La fidelidad del Señor dura por siempre
Señor, tus juicios resuenan sobre mí con voz de trueno; el temor y el temblor agitan con violencia todos mis huesos, y mi alma está sobrecogida de espanto.
Me quedo atónito al considerar que ni aun el cielo es puro a tus ojos.
Y si en los ángeles hallaste maldad, y no fueron dignos de tu perdón, ¿qué será de mí? Cayeron las estrellas del cielo, y yo, que soy polvo, ¿qué puedo presumir?
Se precipitaron en la vorágine de los vicios aun aquellos cuyas obras parecían dignas de elogio; y a los que comían el pan de los ángeles los vi deleitarse con las bellotas de animales inmundos.
No es posible, pues, la santidad en el hombre, Señor, si retiras el apoyo de tu mano. No aprovecha sabiduría alguna, si tú dejas de gobernarlo. No hay fortaleza inquebrantable, capaz de sostenernos, si tú cesas de conservarla.

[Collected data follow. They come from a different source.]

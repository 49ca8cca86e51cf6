//! # keylock
//!
//! Live musical key detection for monophonic performance: listens to a
//! stream of audio frames, infers the key (tonic + mode) being played, and
//! locks the estimate once it has stayed confident long enough.
//!
//! ## Features
//!
//! - **Pitch Detection**: FFT-accelerated time-domain autocorrelation per frame
//! - **Key Estimation**: Pitch-class histogram over a rolling 40 s window
//! - **Confidence Scoring**: Weighted diversity, key match, tonic repetition and time
//! - **Key Locking**: Stability state machine with event output
//!
//! ## Quick Start
//!
//! ```no_run
//! use keylock::{AnalysisConfig, AnalysisController, AnalysisEvent};
//! use std::time::Instant;
//!
//! let mut controller = AnalysisController::new(AnalysisConfig::default())?;
//! controller.start(44100, None, Instant::now());
//!
//! // From the capture callback, ~60 times per second
//! let frame = vec![0.0f32; 2048];
//! let pitch = controller.process_frame(&frame, Instant::now())?;
//! println!("Note: {:?}", pitch.note);
//!
//! // From a 3 s timer
//! for event in controller.detection_tick(Instant::now())? {
//!     if let AnalysisEvent::StableKey(stable) = event {
//!         println!("Key: {}", stable.key.display_name());
//!     }
//! }
//! # Ok::<(), keylock::AnalysisError>(())
//! ```
//!
//! ## Architecture
//!
//! ```text
//! Frames → PitchDetector → NoteMapper → RollingPitchBuffer
//!                                            │ (every 3 s)
//!          StabilityTracker ← ConfidenceScorer ← KeyEstimator
//! ```

#![warn(missing_docs)]
#![warn(clippy::all)]

pub mod analysis;
pub mod config;
pub mod error;
pub mod features;
pub mod io;
pub mod preprocessing;
pub mod theory;

// Re-export main types
pub use analysis::{
    AnalysisController, AnalysisEvent, AnalysisSnapshot, AnalysisState, ConfidenceBreakdown,
    EventSink, KeyEstimateEvent, PitchEvent, StableKeyEvent,
};
pub use config::{AnalysisConfig, ConfidenceWeights};
pub use error::AnalysisError;
pub use io::{FrameScheduler, FrameSource, SampleBuffer, Tick};
pub use theory::{KeyCandidate, Mode};

/// Analyze pre-recorded audio as if it were played live
///
/// Frames the samples at the configured frame size, stepping through them
/// at the configured frame rate, and runs a full analysis session on a
/// synthetic timebase.
///
/// # Arguments
///
/// * `samples` - Mono audio samples, normalized to [-1.0, 1.0]
/// * `sample_rate` - Sample rate in Hz (typically 44100 or 48000)
/// * `config` - Analysis configuration parameters
///
/// # Returns
///
/// Snapshot of the session after the last frame: the locked key if one
/// locked, otherwise the latest estimate.
///
/// # Errors
///
/// Returns `AnalysisError` for empty input, a zero sample rate or an invalid
/// configuration.
///
/// # Example
///
/// ```no_run
/// use keylock::{analyze_samples, AnalysisConfig};
///
/// let samples = vec![0.0f32; 44100 * 30]; // 30 seconds of silence
/// let snapshot = analyze_samples(&samples, 44100, AnalysisConfig::default())?;
/// assert!(snapshot.locked_key.is_none());
/// # Ok::<(), keylock::AnalysisError>(())
/// ```
pub fn analyze_samples(
    samples: &[f32],
    sample_rate: u32,
    config: AnalysisConfig,
) -> Result<AnalysisSnapshot, AnalysisError> {
    log::debug!(
        "Starting offline key analysis: {} samples at {} Hz",
        samples.len(),
        sample_rate
    );

    if samples.is_empty() {
        return Err(AnalysisError::InvalidInput("Empty audio samples".to_string()));
    }
    if sample_rate == 0 {
        return Err(AnalysisError::InvalidInput("Invalid sample rate".to_string()));
    }

    let mut controller = AnalysisController::new(config)?;
    let config = controller.config();
    let hop = ((sample_rate as f32 / config.frame_rate_hz).round() as usize).max(1);
    let mut source = SampleBuffer::new(sample_rate, config.frame_size, hop)?;
    source.push(samples);

    let mut events: Vec<AnalysisEvent> = Vec::new();
    controller.analyze_source(source, None, std::time::Instant::now(), &mut events)?;

    let stable = events
        .iter()
        .filter(|e| matches!(e, AnalysisEvent::StableKey(_)))
        .count();
    log::debug!(
        "Offline analysis finished: {} events, {} stable key(s)",
        events.len(),
        stable
    );

    controller.snapshot().ok_or(AnalysisError::SessionNotActive)
}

Porque, abandonados a nuestras propias fuerzas, nos hundimos y perecemos; mas, visitados por ti, salimos a flote y vivimos.
Y es que somos inestables, pero gracias a ti cobramos firmeza; somos tibios, pero tú nos inflamas de nuevo.
Toda vanagloria ha sido absorbida en la profundidad de tus juicios sobre mí.
¿Qué es toda carne en tu presencia? ¿Acaso podrá gloriarse el barro contra el que lo formó?
¿Cómo podrá la vana lisonja hacer que se engría el corazón de aquel que está verdaderamente sometido a Dios? No basta el mundo entero para hacer ensoberbecer a quien la verdad hizo que se humillara, ni la alabanza de todos los hombres juntos hará vacilar a quien puso toda su confianza en Dios.
Porque los mismos que alaban son nada, y pasarán con el sonido de sus palabras. En cambio, la fidelidad del Señor dura por siempre.